Task item: Both the line with "fn even_number_of_toggles_restores_menu(pairs in" and the line with "fn close_always_unlocks_scroll(actions in" in the records below must appear in the output, along with every line between them, exactly and with nothing added.

=====

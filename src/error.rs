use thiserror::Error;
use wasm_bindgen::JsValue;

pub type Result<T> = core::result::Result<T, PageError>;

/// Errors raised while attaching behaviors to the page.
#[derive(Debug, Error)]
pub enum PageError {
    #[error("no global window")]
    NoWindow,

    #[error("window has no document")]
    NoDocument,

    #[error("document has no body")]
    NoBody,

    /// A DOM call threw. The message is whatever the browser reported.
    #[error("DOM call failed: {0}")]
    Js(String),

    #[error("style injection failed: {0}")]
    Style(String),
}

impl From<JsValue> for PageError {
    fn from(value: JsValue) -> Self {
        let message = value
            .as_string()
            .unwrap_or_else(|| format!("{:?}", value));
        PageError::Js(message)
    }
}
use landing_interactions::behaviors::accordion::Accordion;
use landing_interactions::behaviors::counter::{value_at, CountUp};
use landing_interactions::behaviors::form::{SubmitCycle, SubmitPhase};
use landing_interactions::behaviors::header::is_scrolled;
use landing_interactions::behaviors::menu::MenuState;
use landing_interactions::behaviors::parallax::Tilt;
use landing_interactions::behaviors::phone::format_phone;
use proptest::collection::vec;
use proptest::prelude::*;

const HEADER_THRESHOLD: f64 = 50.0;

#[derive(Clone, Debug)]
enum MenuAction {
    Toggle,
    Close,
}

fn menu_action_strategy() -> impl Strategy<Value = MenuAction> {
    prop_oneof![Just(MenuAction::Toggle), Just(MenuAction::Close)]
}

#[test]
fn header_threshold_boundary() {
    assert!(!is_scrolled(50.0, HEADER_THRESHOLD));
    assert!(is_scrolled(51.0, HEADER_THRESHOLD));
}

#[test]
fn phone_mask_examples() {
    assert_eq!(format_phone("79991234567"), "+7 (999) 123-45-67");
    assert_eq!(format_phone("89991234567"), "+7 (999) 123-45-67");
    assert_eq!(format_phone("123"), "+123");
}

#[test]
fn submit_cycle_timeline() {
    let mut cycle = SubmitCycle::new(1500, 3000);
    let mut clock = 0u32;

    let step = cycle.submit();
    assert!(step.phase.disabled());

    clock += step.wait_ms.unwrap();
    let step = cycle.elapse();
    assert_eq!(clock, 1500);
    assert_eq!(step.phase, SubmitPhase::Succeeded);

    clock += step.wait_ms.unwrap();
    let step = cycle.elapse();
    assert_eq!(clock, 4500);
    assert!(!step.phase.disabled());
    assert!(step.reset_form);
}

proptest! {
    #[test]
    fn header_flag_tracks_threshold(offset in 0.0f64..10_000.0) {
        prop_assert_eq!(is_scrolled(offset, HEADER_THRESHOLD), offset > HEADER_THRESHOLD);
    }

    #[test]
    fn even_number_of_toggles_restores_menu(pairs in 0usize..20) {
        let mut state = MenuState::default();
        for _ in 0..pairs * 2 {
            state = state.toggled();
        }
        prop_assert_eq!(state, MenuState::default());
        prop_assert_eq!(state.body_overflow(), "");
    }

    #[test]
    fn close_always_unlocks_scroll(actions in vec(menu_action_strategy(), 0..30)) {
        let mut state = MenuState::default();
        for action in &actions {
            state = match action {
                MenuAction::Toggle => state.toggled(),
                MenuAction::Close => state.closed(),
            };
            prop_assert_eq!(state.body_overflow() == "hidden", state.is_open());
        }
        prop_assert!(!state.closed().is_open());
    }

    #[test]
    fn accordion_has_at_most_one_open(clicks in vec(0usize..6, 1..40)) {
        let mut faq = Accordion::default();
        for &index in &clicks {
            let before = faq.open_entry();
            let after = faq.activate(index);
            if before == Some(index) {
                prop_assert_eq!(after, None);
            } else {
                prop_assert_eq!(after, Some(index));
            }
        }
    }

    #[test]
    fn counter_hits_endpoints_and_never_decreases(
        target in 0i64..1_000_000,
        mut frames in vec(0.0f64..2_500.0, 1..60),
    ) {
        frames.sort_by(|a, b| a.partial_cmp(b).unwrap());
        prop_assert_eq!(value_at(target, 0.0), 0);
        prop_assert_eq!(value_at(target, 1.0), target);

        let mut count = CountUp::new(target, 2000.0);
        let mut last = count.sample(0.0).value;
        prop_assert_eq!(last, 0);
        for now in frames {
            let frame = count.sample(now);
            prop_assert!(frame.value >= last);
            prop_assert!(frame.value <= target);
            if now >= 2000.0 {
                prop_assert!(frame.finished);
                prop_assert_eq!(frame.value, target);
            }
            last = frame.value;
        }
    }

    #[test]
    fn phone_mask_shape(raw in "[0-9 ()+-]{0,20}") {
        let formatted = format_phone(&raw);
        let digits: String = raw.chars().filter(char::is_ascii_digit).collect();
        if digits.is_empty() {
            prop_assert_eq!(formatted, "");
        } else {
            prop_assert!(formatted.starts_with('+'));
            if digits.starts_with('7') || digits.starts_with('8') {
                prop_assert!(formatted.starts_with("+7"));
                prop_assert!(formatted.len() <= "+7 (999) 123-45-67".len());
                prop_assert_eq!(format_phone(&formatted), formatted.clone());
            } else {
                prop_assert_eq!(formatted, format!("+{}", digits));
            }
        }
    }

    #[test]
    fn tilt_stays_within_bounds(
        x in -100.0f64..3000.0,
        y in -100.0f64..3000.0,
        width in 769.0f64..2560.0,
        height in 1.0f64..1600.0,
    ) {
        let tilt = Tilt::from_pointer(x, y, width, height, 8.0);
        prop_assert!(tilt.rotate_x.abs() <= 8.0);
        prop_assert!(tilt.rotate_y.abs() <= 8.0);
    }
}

=====

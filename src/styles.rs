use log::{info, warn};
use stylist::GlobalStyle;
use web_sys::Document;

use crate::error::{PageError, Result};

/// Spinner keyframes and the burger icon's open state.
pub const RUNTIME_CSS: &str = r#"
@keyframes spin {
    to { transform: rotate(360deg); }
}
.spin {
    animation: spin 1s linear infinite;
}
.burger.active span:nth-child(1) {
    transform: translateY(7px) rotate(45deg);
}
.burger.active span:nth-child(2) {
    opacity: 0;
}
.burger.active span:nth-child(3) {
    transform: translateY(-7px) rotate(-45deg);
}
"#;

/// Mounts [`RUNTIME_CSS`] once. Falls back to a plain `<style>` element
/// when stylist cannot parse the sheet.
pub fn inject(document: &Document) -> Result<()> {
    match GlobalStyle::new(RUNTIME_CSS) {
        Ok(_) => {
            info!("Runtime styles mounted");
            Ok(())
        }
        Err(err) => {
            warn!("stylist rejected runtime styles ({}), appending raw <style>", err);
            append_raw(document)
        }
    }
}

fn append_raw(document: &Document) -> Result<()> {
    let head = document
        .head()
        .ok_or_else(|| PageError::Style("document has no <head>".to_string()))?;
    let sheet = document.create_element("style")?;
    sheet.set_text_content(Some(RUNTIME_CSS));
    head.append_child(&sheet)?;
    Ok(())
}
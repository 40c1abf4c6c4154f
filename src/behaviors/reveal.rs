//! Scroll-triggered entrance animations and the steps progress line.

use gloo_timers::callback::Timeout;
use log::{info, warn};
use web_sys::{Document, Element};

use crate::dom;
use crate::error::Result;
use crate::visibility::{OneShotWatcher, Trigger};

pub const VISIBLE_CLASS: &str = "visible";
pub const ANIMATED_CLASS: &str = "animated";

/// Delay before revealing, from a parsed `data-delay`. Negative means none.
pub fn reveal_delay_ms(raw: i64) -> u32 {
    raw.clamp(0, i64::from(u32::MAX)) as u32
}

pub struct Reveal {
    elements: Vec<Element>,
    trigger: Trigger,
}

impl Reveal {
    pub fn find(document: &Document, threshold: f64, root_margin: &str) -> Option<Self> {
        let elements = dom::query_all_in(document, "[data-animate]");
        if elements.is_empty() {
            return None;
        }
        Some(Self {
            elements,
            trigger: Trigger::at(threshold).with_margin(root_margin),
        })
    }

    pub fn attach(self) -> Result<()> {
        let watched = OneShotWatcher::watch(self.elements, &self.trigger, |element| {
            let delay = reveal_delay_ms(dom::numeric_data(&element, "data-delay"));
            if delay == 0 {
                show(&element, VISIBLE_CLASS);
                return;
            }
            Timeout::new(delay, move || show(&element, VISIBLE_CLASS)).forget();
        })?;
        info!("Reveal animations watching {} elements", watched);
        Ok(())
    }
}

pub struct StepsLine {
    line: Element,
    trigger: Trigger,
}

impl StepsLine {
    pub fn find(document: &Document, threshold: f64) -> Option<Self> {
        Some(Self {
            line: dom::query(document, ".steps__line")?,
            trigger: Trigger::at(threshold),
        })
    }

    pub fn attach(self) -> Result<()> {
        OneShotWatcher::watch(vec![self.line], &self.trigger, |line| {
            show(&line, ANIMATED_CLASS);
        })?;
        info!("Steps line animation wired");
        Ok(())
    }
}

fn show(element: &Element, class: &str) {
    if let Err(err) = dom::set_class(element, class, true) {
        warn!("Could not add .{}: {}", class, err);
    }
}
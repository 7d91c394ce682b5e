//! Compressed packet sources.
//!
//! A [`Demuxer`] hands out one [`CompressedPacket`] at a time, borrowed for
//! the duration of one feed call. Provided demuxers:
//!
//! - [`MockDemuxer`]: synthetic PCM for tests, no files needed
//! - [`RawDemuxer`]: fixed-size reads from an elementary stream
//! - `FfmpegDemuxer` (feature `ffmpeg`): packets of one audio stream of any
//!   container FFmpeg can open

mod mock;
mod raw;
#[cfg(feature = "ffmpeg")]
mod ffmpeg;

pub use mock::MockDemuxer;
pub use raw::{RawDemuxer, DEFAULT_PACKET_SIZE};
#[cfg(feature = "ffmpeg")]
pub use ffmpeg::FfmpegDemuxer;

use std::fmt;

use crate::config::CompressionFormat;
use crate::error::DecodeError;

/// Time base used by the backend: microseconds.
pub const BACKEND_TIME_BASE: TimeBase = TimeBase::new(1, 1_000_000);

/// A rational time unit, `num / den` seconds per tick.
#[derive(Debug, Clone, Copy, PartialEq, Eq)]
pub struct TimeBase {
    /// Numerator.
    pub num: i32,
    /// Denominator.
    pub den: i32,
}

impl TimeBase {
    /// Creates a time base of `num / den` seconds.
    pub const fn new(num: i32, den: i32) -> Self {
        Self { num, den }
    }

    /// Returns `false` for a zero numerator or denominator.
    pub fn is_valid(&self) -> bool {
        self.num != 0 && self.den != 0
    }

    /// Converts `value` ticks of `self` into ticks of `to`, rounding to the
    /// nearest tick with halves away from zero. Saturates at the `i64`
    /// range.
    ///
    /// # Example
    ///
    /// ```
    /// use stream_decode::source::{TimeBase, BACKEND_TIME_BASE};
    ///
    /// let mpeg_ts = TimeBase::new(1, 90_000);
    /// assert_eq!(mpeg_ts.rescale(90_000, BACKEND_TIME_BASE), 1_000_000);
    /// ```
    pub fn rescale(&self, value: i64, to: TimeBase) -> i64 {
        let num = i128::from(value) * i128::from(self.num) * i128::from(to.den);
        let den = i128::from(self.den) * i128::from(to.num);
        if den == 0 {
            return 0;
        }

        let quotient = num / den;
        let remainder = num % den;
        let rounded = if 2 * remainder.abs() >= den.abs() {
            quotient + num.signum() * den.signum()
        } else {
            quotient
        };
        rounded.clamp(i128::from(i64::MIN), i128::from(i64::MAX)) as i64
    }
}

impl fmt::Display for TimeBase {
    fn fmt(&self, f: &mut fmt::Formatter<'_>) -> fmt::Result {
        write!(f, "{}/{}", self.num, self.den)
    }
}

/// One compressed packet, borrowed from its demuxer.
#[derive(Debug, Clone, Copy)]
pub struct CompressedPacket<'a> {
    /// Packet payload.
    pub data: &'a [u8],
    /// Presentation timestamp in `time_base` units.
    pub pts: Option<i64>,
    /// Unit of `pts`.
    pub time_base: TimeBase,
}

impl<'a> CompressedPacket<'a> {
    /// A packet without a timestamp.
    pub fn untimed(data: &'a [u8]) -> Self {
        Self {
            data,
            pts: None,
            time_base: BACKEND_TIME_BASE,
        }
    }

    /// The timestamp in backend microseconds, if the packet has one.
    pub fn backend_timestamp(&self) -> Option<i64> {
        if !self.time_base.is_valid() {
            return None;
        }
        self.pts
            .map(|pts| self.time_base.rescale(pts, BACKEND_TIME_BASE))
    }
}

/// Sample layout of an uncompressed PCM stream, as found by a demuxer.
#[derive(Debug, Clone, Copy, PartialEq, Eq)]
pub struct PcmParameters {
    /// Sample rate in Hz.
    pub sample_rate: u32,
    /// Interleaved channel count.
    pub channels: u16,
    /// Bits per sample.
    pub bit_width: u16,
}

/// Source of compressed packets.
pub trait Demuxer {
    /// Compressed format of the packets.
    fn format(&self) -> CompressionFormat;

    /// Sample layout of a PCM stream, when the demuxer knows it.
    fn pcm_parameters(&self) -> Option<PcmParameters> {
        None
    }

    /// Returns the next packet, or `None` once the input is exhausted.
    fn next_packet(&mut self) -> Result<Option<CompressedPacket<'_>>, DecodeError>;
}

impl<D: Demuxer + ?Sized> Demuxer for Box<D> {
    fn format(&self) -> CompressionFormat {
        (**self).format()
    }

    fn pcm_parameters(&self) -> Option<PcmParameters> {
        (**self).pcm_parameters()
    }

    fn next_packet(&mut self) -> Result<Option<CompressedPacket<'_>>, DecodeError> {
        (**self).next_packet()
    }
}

=====

Solved exercise:
    fn even_number_of_toggles_restores_menu(pairs in 0usize..20) {
        let mut state = MenuState::default();
        for _ in 0..pairs * 2 {
            state = state.toggled();
        }
        prop_assert_eq!(state, MenuState::default());
        prop_assert_eq!(state.body_overflow(), "");
    }

    #[test]
    fn close_always_unlocks_scroll(actions in vec(menu_action_strategy(), 0..30)) {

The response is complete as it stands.